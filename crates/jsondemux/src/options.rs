/// Policy for object keys that are not declared in the schema.
#[derive(Debug, Clone, Copy, PartialEq, Eq, Default)]
pub enum UnknownFieldPolicy {
    /// Fail the parse with
    /// [`DemuxError::UnknownField`](crate::DemuxError::UnknownField).
    #[default]
    Error,
    /// Consume one balanced value after the unknown key without emitting it
    /// anywhere, then continue with the next field.
    Skip,
}

/// Configuration options for [`JsonDemux`](crate::JsonDemux).
///
/// # Examples
///
/// ```
/// use jsondemux::{DemuxOptions, UnknownFieldPolicy};
///
/// let options = DemuxOptions {
///     unknown_fields: UnknownFieldPolicy::Skip,
///     ..Default::default()
/// };
/// assert!(!options.allow_unicode_whitespace);
/// ```
#[derive(Debug, Clone, Copy, Default)]
pub struct DemuxOptions {
    /// What to do when an object key is missing from the schema.
    ///
    /// # Default
    ///
    /// [`UnknownFieldPolicy::Error`]
    pub unknown_fields: UnknownFieldPolicy,

    /// Whether to allow any Unicode whitespace between JSON tokens.
    ///
    /// By default only the four whitespace characters of the JSON grammar are
    /// skipped: space (U+0020), line feed (U+000A), carriage return (U+000D)
    /// and horizontal tab (U+0009).
    ///
    /// # Default
    ///
    /// `false`
    pub allow_unicode_whitespace: bool,
}

impl DemuxOptions {
    #[inline]
    pub(crate) fn is_whitespace(&self, ch: char) -> bool {
        matches!(ch, ' ' | '\t' | '\n' | '\r')
            || (self.allow_unicode_whitespace && ch.is_whitespace())
    }
}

**Exercise directions:**
Return all lines in the data that include the word "UnknownFieldPolicy".

**Answer to this problem:**
pub enum UnknownFieldPolicy {
/// use jsondemux::{DemuxOptions, UnknownFieldPolicy};
///     unknown_fields: UnknownFieldPolicy::Skip,
    /// [`UnknownFieldPolicy::Error`]
    pub unknown_fields: UnknownFieldPolicy,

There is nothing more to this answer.